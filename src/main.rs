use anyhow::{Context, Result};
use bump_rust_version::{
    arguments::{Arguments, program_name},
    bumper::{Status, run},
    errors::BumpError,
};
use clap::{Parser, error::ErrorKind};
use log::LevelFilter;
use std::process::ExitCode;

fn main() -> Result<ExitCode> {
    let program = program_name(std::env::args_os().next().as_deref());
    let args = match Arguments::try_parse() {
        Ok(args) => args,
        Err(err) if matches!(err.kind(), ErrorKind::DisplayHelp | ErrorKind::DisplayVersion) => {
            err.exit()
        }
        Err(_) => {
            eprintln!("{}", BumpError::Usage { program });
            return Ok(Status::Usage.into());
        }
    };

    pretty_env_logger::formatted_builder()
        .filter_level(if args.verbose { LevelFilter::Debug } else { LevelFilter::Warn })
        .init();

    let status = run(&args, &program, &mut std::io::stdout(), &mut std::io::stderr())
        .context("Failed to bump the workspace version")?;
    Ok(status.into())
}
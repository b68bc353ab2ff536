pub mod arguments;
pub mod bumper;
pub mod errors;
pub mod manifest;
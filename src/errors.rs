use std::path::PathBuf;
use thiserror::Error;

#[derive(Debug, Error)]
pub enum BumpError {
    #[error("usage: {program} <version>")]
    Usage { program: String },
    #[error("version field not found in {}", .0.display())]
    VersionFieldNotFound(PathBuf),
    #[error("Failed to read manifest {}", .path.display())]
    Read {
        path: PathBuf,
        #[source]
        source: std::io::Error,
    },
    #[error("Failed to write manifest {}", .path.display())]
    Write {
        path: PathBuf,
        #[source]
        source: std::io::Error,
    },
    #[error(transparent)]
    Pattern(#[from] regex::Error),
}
==
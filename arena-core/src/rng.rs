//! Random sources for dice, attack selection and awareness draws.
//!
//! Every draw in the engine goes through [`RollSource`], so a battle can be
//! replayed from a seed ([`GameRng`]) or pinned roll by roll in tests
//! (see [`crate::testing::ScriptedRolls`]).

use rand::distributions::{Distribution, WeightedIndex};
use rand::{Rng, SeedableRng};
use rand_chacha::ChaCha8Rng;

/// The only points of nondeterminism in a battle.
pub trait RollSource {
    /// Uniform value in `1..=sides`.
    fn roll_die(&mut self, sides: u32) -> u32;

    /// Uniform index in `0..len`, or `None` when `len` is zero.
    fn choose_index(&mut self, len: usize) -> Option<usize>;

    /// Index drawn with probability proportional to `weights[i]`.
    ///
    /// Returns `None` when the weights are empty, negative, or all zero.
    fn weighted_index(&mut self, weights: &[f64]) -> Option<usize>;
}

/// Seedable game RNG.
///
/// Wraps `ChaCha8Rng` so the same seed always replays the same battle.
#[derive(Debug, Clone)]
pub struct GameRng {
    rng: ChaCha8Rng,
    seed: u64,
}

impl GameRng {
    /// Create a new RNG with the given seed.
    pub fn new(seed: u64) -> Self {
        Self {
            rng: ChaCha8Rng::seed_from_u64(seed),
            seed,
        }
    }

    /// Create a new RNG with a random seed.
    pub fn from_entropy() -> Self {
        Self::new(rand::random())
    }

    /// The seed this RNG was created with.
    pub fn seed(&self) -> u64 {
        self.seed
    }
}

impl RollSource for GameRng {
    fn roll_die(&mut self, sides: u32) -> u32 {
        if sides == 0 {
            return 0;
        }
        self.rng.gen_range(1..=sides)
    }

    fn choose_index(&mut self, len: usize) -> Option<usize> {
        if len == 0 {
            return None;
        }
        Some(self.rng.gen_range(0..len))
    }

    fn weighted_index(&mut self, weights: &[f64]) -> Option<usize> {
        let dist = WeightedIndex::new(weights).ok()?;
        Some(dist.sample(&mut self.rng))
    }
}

WHAT YOU HAVE TO DO
All lines above from the line with "let status = run(&args, &program, &mut" through the line with "use std::path::PathBuf;", both included, are to be set down exactly, with nothing else.

EXERCISE OUTPUT
    let status = run(&args, &program, &mut std::io::stdout(), &mut std::io::stderr())
        .context("Failed to bump the workspace version")?;
    Ok(status.into())
}
repository b68bc353ab2ff536
pub mod arguments;
pub mod bumper;
pub mod errors;
pub mod manifest;
filename src/errors.rs
use std::path::PathBuf;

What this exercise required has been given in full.